How do you improve that? There are three things to consider:
- Write optimized code with no loops or extra things happening on the server
- Upgrade server hardware to have more memory or CPU
- Optimize database queries and implement efficient caching strategies
2. Use a more performance optimized Javascript framework
For eCommerce websites, speed has a huge impact on the revenue and SEO. You must be mindful when you are choosing a frontend framework or libraries.
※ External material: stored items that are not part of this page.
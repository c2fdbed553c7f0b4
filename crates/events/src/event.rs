//! Typed events emitted by the job queue and generation pipelines.
//!
//! Producers build a [`JobEvent`] variant instead of a loose JSON map, and
//! [`builtin_schemas`] declares exactly the fields each variant serializes,
//! so the registry's filtering never drops anything a typed event carries.

use genqueue_core::job::JobKind;
use genqueue_core::types::JobId;
use serde::Serialize;
use serde_json::{Map, Value};

use crate::schema::{EventSchema, FieldSpec, FieldType};

pub const QUEUED: &str = "queue.job_queued";
pub const TEXT_UPDATE: &str = "generation.update";
pub const TEXT_RETRY: &str = "generation.retry";
pub const IMAGE_PROGRESS: &str = "image.progress";
pub const WORKFLOW_STEP: &str = "workflow.step";
pub const RESOURCE_HANDOFF: &str = "resource.handoff";

#[derive(Debug, Clone, PartialEq, Serialize)]
#[serde(untagged)]
pub enum JobEvent {
    Queued {
        job_id: JobId,
        kind: JobKind,
        priority: i32,
    },
    Started {
        job_id: JobId,
        kind: JobKind,
        attempt: u32,
        max_attempts: u32,
    },
    /// A streamed chunk of generated text.
    TextChunk { job_id: JobId, text: String },
    /// Structured parsing failed and the text is being regenerated.
    RetryScheduled {
        job_id: JobId,
        attempt: u32,
        max_attempts: u32,
        reason: String,
    },
    ImageProgress { job_id: JobId, value: u32, max: u32 },
    WorkflowStep {
        job_id: JobId,
        step: String,
        detail: Value,
    },
    Completed {
        job_id: JobId,
        kind: JobKind,
        result: Value,
        duration_ms: u64,
    },
    Failed {
        job_id: JobId,
        kind: JobKind,
        error: String,
        duration_ms: u64,
    },
    /// The accelerator changed hands. `release_ok` is false when the
    /// previous holder failed to unload.
    ResourceHandoff {
        from: String,
        to: String,
        release_ok: bool,
    },
}

impl JobEvent {
    pub fn name(&self) -> String {
        match self {
            JobEvent::Queued { .. } => QUEUED.to_string(),
            JobEvent::Started { kind, .. } => started(*kind),
            JobEvent::TextChunk { .. } => TEXT_UPDATE.to_string(),
            JobEvent::RetryScheduled { .. } => TEXT_RETRY.to_string(),
            JobEvent::ImageProgress { .. } => IMAGE_PROGRESS.to_string(),
            JobEvent::WorkflowStep { .. } => WORKFLOW_STEP.to_string(),
            JobEvent::Completed { kind, .. } => completed(*kind),
            JobEvent::Failed { kind, .. } => failed(*kind),
            JobEvent::ResourceHandoff { .. } => RESOURCE_HANDOFF.to_string(),
        }
    }

    /// The event's fields as a JSON object.
    pub fn fields(&self) -> Map<String, Value> {
        match serde_json::to_value(self) {
            Ok(Value::Object(map)) => map,
            _ => Map::new(),
        }
    }
}

pub fn started(kind: JobKind) -> String {
    format!("{}.started", kind.event_prefix())
}

pub fn completed(kind: JobKind) -> String {
    format!("{}.completed", kind.event_prefix())
}

pub fn failed(kind: JobKind) -> String {
    format!("{}.failed", kind.event_prefix())
}

/// Schemas for every [`JobEvent`] name.
pub fn builtin_schemas() -> Vec<EventSchema> {
    use FieldType::*;

    let job_id = || FieldSpec::required("job_id", Integer);
    let kind = || FieldSpec::required("kind", String);

    let mut schemas = vec![
        EventSchema::new(
            QUEUED,
            vec![job_id(), kind(), FieldSpec::required("priority", Integer)],
            true,
        ),
        EventSchema::new(
            TEXT_UPDATE,
            vec![job_id(), FieldSpec::required("text", String)],
            true,
        ),
        EventSchema::new(
            TEXT_RETRY,
            vec![
                job_id(),
                FieldSpec::required("attempt", Integer),
                FieldSpec::required("max_attempts", Integer),
                FieldSpec::required("reason", String),
            ],
            true,
        ),
        EventSchema::new(
            IMAGE_PROGRESS,
            vec![
                job_id(),
                FieldSpec::required("value", Integer),
                FieldSpec::required("max", Integer),
            ],
            true,
        ),
        EventSchema::new(
            WORKFLOW_STEP,
            vec![
                job_id(),
                FieldSpec::required("step", String),
                FieldSpec::optional("detail", Any),
            ],
            true,
        ),
        EventSchema::new(
            RESOURCE_HANDOFF,
            vec![
                FieldSpec::required("from", String),
                FieldSpec::required("to", String),
                FieldSpec::required("release_ok", Boolean),
            ],
            false,
        ),
    ];

    for k in JobKind::ALL {
        schemas.push(EventSchema::new(
            started(k),
            vec![
                job_id(),
                kind(),
                FieldSpec::required("attempt", Integer),
                FieldSpec::required("max_attempts", Integer),
            ],
            true,
        ));
        schemas.push(EventSchema::new(
            completed(k),
            vec![
                job_id(),
                kind(),
                FieldSpec::optional("result", Any),
                FieldSpec::required("duration_ms", Integer),
            ],
            true,
        ));
        schemas.push(EventSchema::new(
            failed(k),
            vec![
                job_id(),
                kind(),
                FieldSpec::required("error", String),
                FieldSpec::required("duration_ms", Integer),
            ],
            true,
        ));
    }

    schemas
}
At Anatta, we use VueJS over reactJS or angularJS because it is lightweight, optimized, pleasant to write, and easy to learn.
3. Code splitting
Sending large JavaScript and CSS payloads significantly impacts the speed of your site. Instead of loading all the JavaScript and CSS as soon as the first page of your application is loaded, split your code into multiple pieces and pages and only load what’s necessary for the loaded page.
4. Responsive image
With responsive images, you let the browser choose the images based on the viewpoint of the person using the website (as opposed to using the same images for all the viewpoints).
If you’re opening a webpage on a larger screen, you need larger images. But you can get away with loading much smaller images when someone uses a smaller screen. So let the browser decide what images the browser needs based on the users screen size. This significantly reduces image network payload.
5. Lazy loading
When we open any page, lazy loading ensures all the images aren’t loading at once. Images are heavy in size and can have a big impact on site speed.
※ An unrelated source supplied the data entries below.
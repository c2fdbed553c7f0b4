//! Image generation through a workflow template.
//!
//! There is no retry loop here: a job runs the workflow once, and the
//! backend's memory is freed before the handler returns whatever happened.

use std::collections::BTreeMap;
use std::sync::Arc;

use async_trait::async_trait;
use rand::Rng;
use serde_json::{json, Value};

use genqueue_comfyui::WorkflowLibrary;
use genqueue_core::backend::{ArtifactRef, ImageBackend, PromptStatus};
use genqueue_core::error::JobError;
use genqueue_core::job::JobKind;
use genqueue_core::payload::{decode_payload, ImageGenerationPayload};
use genqueue_events::JobEvent;

use super::{invalid_payload, JobContext, JobHandler};
use crate::artifacts::ArtifactStore;
use crate::config::ImagePipelineConfig;

/// Random seeds stay below 2^53 so JSON consumers read them exactly.
const MAX_RANDOM_SEED: u64 = 1 << 53;

pub struct ImageGenerationHandler {
    backend: Arc<dyn ImageBackend>,
    workflows: Arc<WorkflowLibrary>,
    artifacts: ArtifactStore,
    config: ImagePipelineConfig,
}

impl ImageGenerationHandler {
    pub fn new(
        backend: Arc<dyn ImageBackend>,
        workflows: Arc<WorkflowLibrary>,
        config: ImagePipelineConfig,
    ) -> Self {
        Self {
            backend,
            workflows,
            artifacts: ArtifactStore::new(config.artifact_dir.clone()),
            config,
        }
    }

    /// Submit, wait for, and store one workflow run.
    async fn generate(
        &self,
        ctx: &JobContext,
        payload: &ImageGenerationPayload,
        graph: &Value,
        seed: u64,
    ) -> Result<Value, JobError> {
        let job_id = ctx.job_id();
        let prompt_id = self.backend.submit_workflow(graph).await?;
        tracing::info!(job_id, prompt_id = %prompt_id, workflow = %payload.workflow, seed, "Image workflow submitted");

        let deadline = tokio::time::Instant::now() + self.config.timeout;
        let watch = tokio::time::timeout_at(deadline, self.backend.watch_progress(&prompt_id));
        let forwarder = watch.await.ok().flatten().map(|mut rx| {
            let events = Arc::clone(ctx.events());
            tokio::spawn(async move {
                while let Some(progress) = rx.recv().await {
                    events.emit(&JobEvent::ImageProgress {
                        job_id,
                        value: progress.value,
                        max: progress.max,
                    });
                }
            })
        });

        let outcome = self.wait_for_artifacts(job_id, &prompt_id, deadline).await;
        if let Some(forwarder) = forwarder {
            forwarder.abort();
        }
        let artifacts = outcome?;

        let artifact = artifacts.first().ok_or_else(|| {
            JobError::GenerationFailure("Workflow finished without producing an artifact".into())
        })?;
        let bytes = self.backend.fetch_artifact(artifact).await?;
        let saved = self
            .artifacts
            .save(
                JobKind::ImageGeneration,
                &payload.category,
                &payload.filename_prefix,
                &artifact.extension(),
                &bytes,
            )
            .await
            .map_err(|e| JobError::GenerationFailure(e.to_string()))?;

        tracing::info!(job_id, prompt_id = %prompt_id, path = %saved.path.display(), "Image saved");
        Ok(json!({
            "path": saved.path.to_string_lossy(),
            "filename": saved.filename,
            "prompt_id": prompt_id,
            "seed": seed,
            "workflow": payload.workflow,
            "artifacts": artifacts,
        }))
    }

    /// Poll until the prompt finishes, fails, or the timeout passes.
    ///
    /// Transient poll errors are tolerated until the deadline.
    async fn wait_for_artifacts(
        &self,
        job_id: i64,
        prompt_id: &str,
        deadline: tokio::time::Instant,
    ) -> Result<Vec<ArtifactRef>, JobError> {
        loop {
            match self.backend.poll_status(prompt_id).await {
                Ok(PromptStatus::Done(artifacts)) => return Ok(artifacts),
                Ok(PromptStatus::Failed(message)) => {
                    return Err(JobError::GenerationFailure(format!(
                        "Image workflow failed: {message}"
                    )));
                }
                Ok(PromptStatus::Pending | PromptStatus::Running) => {}
                Err(e) => {
                    tracing::debug!(job_id, prompt_id, error = %e, "Status poll failed, retrying");
                }
            }

            if tokio::time::Instant::now() >= deadline {
                tracing::warn!(job_id, prompt_id, timeout_secs = self.config.timeout.as_secs(), "Image workflow timed out");
                if let Err(e) = self.backend.interrupt().await {
                    tracing::warn!(job_id, prompt_id, error = %e, "Failed to interrupt timed out workflow");
                }
                return Err(JobError::GenerationFailure(format!(
                    "Image generation timed out after {}s",
                    self.config.timeout.as_secs()
                )));
            }
            tokio::time::sleep(self.config.poll_interval).await;
        }
    }
}

#[async_trait]
impl JobHandler for ImageGenerationHandler {
    async fn handle(&self, ctx: &JobContext) -> Result<Value, JobError> {
        let payload: ImageGenerationPayload =
            decode_payload(&ctx.job().payload).map_err(invalid_payload)?;

        if !self.backend.is_reachable().await {
            return Err(JobError::ResourceUnavailable(
                "Image backend is not reachable".into(),
            ));
        }

        let outcome = async {
            let template = self
                .workflows
                .get(&payload.workflow)
                .map_err(|e| JobError::InvalidPayload(e.to_string()))?;
            let seed = payload
                .seed
                .unwrap_or_else(|| rand::rng().random_range(0..MAX_RANDOM_SEED));
            let graph = template
                .render(&slot_values(&payload, seed))
                .map_err(|e| JobError::InvalidPayload(e.to_string()))?;
            self.generate(ctx, &payload, &graph, seed).await
        }
        .await;

        if let Err(e) = self.backend.free_memory().await {
            tracing::warn!(job_id = ctx.job_id(), error = %e, "Failed to free image backend memory");
        }
        outcome
    }
}

/// Template slot values for a payload. Unset optional fields keep the
/// template's own defaults.
fn slot_values(payload: &ImageGenerationPayload, seed: u64) -> BTreeMap<String, Value> {
    let mut values = BTreeMap::new();
    values.insert("prompt".to_string(), json!(payload.prompt));
    values.insert("seed".to_string(), json!(seed));
    values.insert("filename_prefix".to_string(), json!(payload.filename_prefix));
    if let Some(negative) = &payload.negative_prompt {
        values.insert("negative_prompt".to_string(), json!(negative));
    }
    if let Some(width) = payload.width {
        values.insert("width".to_string(), json!(width));
    }
    if let Some(height) = payload.height {
        values.insert("height".to_string(), json!(height));
    }
    if let Some(steps) = payload.steps {
        values.insert("steps".to_string(), json!(steps));
    }
    values
}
Lazy loading defers the loading of the images that are not immediately needed on the page. An image that isn’t visible to the user when the page loads is loaded later when the user scrolls and the image actually becomes visible. If the user never scrolls, an image that is not visible to the user never gets loaded.
6. Preload fonts and above-the-fold images
You can also improve your website’s load speed by preloading fonts and above-the-fold images. In this case, the browser prioritises certain elements of the page first, ensuring that the most important (or first) things on your website show up quickly.
7. Mobile-first approach
In eCommerce, more traffic is coming from mobile than ever before. It’s efficient to write code for mobile-first over desktop first.
Hope these techniques help you create a faster, more beautiful website. Good luck!